[WHAT TO PRODUCE]: Even where a record seems odd, copy it exactly as it appears below.

[RECORDS]:
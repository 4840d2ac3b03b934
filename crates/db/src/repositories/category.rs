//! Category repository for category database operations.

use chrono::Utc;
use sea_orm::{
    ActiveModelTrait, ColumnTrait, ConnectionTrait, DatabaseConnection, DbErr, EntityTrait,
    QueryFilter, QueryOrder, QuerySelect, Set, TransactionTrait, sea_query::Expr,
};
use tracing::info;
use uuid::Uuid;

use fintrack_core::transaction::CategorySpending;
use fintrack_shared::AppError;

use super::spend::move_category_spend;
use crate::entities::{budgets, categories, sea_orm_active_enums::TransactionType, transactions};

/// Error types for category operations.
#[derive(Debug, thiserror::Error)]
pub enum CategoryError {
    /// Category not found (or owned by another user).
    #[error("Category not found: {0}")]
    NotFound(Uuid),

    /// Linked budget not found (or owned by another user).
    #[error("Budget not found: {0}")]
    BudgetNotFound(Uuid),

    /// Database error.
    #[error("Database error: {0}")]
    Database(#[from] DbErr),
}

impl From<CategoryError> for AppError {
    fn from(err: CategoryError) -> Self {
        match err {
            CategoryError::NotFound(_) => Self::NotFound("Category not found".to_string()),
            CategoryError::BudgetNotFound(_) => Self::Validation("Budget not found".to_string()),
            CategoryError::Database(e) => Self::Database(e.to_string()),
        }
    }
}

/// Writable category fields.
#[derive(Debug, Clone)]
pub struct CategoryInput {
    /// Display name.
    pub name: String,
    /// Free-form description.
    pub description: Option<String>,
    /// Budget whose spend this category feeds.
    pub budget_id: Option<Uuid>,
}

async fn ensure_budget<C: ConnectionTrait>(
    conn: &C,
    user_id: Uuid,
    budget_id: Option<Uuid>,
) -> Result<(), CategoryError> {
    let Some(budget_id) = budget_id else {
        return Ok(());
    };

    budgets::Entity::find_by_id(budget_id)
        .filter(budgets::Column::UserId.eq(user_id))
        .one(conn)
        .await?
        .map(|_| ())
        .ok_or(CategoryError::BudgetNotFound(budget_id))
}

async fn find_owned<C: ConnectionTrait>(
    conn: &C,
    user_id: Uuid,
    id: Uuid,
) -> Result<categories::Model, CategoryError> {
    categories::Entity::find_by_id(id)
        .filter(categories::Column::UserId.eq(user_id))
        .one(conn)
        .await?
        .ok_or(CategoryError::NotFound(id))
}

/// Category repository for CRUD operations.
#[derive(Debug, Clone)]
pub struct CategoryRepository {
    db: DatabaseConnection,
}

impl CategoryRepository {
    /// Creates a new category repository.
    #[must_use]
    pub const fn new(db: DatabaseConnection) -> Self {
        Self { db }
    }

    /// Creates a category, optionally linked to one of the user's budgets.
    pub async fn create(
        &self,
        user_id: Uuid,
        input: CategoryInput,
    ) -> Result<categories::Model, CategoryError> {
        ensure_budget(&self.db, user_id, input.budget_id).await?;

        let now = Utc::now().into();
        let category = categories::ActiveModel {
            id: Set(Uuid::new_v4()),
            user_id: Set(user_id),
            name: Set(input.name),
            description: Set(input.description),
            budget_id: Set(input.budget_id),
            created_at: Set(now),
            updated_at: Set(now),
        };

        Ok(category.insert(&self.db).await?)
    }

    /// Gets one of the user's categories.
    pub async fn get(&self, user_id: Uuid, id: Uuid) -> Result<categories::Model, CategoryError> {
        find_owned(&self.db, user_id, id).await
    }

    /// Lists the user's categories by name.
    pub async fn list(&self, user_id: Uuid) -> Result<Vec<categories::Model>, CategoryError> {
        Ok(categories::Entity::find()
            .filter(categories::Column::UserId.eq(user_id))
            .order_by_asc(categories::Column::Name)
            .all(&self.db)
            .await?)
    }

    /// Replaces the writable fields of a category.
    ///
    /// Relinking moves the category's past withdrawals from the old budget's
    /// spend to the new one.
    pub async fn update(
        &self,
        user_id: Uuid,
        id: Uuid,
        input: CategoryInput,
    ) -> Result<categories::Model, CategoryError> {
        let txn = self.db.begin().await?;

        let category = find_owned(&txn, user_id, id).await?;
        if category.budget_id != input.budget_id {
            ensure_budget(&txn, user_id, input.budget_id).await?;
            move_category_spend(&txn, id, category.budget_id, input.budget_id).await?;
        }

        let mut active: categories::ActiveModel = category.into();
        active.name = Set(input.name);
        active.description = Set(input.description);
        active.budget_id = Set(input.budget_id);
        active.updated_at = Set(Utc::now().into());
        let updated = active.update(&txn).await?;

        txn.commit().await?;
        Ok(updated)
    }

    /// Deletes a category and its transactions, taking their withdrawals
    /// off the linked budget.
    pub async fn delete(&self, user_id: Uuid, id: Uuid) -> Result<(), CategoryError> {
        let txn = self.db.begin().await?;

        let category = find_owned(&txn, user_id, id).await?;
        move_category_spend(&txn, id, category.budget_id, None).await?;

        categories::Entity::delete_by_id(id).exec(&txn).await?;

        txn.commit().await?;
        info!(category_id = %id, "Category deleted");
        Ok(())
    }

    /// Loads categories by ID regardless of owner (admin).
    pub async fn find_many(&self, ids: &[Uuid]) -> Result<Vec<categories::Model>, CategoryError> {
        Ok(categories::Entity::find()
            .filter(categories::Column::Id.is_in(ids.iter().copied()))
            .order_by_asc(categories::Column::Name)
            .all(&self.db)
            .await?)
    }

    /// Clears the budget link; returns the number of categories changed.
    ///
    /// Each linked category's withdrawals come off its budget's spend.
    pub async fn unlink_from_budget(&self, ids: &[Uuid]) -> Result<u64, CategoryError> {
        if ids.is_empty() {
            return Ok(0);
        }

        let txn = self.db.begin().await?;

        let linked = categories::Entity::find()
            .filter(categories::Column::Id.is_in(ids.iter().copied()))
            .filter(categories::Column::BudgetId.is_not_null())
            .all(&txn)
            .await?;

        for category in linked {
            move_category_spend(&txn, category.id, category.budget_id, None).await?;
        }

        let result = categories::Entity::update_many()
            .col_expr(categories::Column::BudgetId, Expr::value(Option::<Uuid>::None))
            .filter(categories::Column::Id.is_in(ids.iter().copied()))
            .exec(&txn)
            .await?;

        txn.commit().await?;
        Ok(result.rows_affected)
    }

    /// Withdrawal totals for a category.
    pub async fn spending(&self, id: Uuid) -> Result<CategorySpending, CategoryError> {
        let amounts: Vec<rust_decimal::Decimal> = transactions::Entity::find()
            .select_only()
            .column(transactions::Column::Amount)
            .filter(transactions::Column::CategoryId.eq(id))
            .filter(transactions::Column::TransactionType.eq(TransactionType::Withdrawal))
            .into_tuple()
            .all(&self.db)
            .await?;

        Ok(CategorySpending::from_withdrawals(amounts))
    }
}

[ANSWER BOX]:
repository 4840d2ac3b03b934
filename crates/db/src/repositories/category.rs
//! Category repository for category database operations.

use chrono::Utc;
use sea_orm::{
    ActiveModelTrait, ColumnTrait, ConnectionTrait, DatabaseConnection, DbErr, EntityTrait,
    QueryFilter, QueryOrder, QuerySelect, Set, TransactionTrait, sea_query::Expr,
};
use tracing::info;
use uuid::Uuid;

use fintrack_core::transaction::CategorySpending;
use fintrack_shared::AppError;

use super::spend::move_category_spend;
use crate::entities::{budgets, categories, sea_orm_active_enums::TransactionType, transactions};

/// Error types for category operations.
#[derive(Debug, thiserror::Error)]
pub enum CategoryError {
    /// Category not found (or owned by another user).
    #[error("Category not found: {0}")]
    NotFound(Uuid),

    /// Linked budget not found (or owned by another user).
    #[error("Budget not found: {0}")]
    BudgetNotFound(Uuid),

    /// Database error.
    #[error("Database error: {0}")]
    Database(#[from] DbErr),
}

impl From<CategoryError> for AppError {
    fn from(err: CategoryError) -> Self {
        match err {
            CategoryError::NotFound(_) => Self::NotFound("Category not found".to_string()),
            CategoryError::BudgetNotFound(_) => Self::Validation("Budget not found".to_string()),
            CategoryError::Database(e) => Self::Database(e.to_string()),
        }
    }
}

/// Writable category fields.
#[derive(Debug, Clone)]
pub struct CategoryInput {
    /// Display name.
    pub name: String,
    /// Free-form description.
    pub description: Option<String>,
    /// Budget whose spend this category feeds.
    pub budget_id: Option<Uuid>,
}

async fn ensure_budget<C: ConnectionTrait>(
    conn: &C,
    user_id: Uuid,
    budget_id: Option<Uuid>,
) -> Result<(), CategoryError> {
    let Some(budget_id) = budget_id else {
        return Ok(());
    };

    budgets::Entity::find_by_id(budget_id)
        .filter(budgets::Column::UserId.eq(user_id))
        .one(conn)
        .await?
        .map(|_| ())
        .ok_or(CategoryError::BudgetNotFound(budget_id))
}

async fn find_owned<C: ConnectionTrait>(
    conn: &C,
    user_id: Uuid,
    id: Uuid,
) -> Result<categories::Model, CategoryError> {
    categories::Entity::find_by_id(id)
        .filter(categories::Column::UserId.eq(user_id))
        .one(conn)
        .await?
        .ok_or(CategoryError::NotFound(id))
}

/// Category repository for CRUD operations.
#[derive(Debug, Clone)]
pub struct CategoryRepository {
    db: DatabaseConnection,
}

impl CategoryRepository {
    /// Creates a new category repository.
    #[must_use]
    pub const fn new(db: DatabaseConnection) -> Self {
        Self { db }
    }

    /// Creates a category, optionally linked to one of the user's budgets.
    pub async fn create(
        &self,
        user_id: Uuid,
        input: CategoryInput,
    ) -> Result<categories::Model, CategoryError> {
        ensure_budget(&self.db, user_id, input.budget_id).await?;

        let now = Utc::now().into();
        let category = categories::ActiveModel {
            id: Set(Uuid::new_v4()),
            user_id: Set(user_id),
            name: Set(input.name),
            description: Set(input.description),
            budget_id: Set(input.budget_id),
            created_at: Set(now),
            updated_at: Set(now),
        };

        Ok(category.insert(&self.db).await?)
    }

    /// Gets one of the user's categories.
    pub async fn get(&self, user_id: Uuid, id: Uuid) -> Result<categories::Model, CategoryError> {
        find_owned(&self.db, user_id, id).await
    }

    /// Lists the user's categories by name.
    pub async fn list(&self, user_id: Uuid) -> Result<Vec<categories::Model>, CategoryError> {
        Ok(categories::Entity::find()
            .filter(categories::Column::UserId.eq(user_id))
            .order_by_asc(categories::Column::Name)
            .all(&self.db)
            .await?)
    }

    /// Replaces the writable fields of a category.
    ///
    /// Relinking moves the category's past withdrawals from the old budget's
    /// spend to the new one.
    pub async fn update(
        &self,
        user_id: Uuid,
        id: Uuid,
        input: CategoryInput,
    ) -> Result<categories::Model, CategoryError> {
        let txn = self.db.begin().await?;

        let category = find_owned(&txn, user_id, id).await?;
        if category.budget_id != input.budget_id {
            ensure_budget(&txn, user_id, input.budget_id).await?;
            move_category_spend(&txn, id, category.budget_id, input.budget_id).await?;
        }

        let mut active: categories::ActiveModel = category.into();
        active.name = Set(input.name);
        active.description = Set(input.description);
        active.budget_id = Set(input.budget_id);
        active.updated_at = Set(Utc::now().into());
        let updated = active.update(&txn).await?;

        txn.commit().await?;
        Ok(updated)
    }

    /// Deletes a category and its transactions, taking their withdrawals
    /// off the linked budget.
    pub async fn delete(&self, user_id: Uuid, id: Uuid) -> Result<(), CategoryError> {
        let txn = self.db.begin().await?;

        let category = find_owned(&txn, user_id, id).await?;
        move_category_spend(&txn, id, category.budget_id, None).await?;

        categories::Entity::delete_by_id(id).exec(&txn).await?;

        txn.commit().await?;
        info!(category_id = %id, "Category deleted");
        Ok(())
    }

    /// Loads categories by ID regardless of owner (admin).
    pub async fn find_many(&self, ids: &[Uuid]) -> Result<Vec<categories::Model>, CategoryError> {
        Ok(categories::Entity::find()
            .filter(categories::Column::Id.is_in(ids.iter().copied()))
            .order_by_asc(categories::Column::Name)
            .all(&self.db)
            .await?)
    }

    /// Clears the budget link; returns the number of categories changed.
    ///
    /// Each linked category's withdrawals come off its budget's spend.
    pub async fn unlink_from_budget(&self, ids: &[Uuid]) -> Result<u64, CategoryError> {
        if ids.is_empty() {
            return Ok(0);
        }

        let txn = self.db.begin().await?;

        let linked = categories::Entity::find()
            .filter(categories::Column::Id.is_in(ids.iter().copied()))
            .filter(categories::Column::BudgetId.is_not_null())
            .all(&txn)
            .await?;

        for category in linked {
            move_category_spend(&txn, category.id, category.budget_id, None).await?;
        }

        let result = categories::Entity::update_many()
            .col_expr(categories::Column::BudgetId, Expr::value(Option::<Uuid>::None))
            .filter(categories::Column::Id.is_in(ids.iter().copied()))
            .exec(&txn)
            .await?;

        txn.commit().await?;
        Ok(result.rows_affected)
    }

    /// Withdrawal totals for a category.
    pub async fn spending(&self, id: Uuid) -> Result<CategorySpending, CategoryError> {
        let amounts: Vec<rust_decimal::Decimal> = transactions::Entity::find()
            .select_only()
            .column(transactions::Column::Amount)
            .filter(transactions::Column::CategoryId.eq(id))
            .filter(transactions::Column::TransactionType.eq(TransactionType::Withdrawal))
            .into_tuple()
            .all(&self.db)
            .await?;

        Ok(CategorySpending::from_withdrawals(amounts))
    }
}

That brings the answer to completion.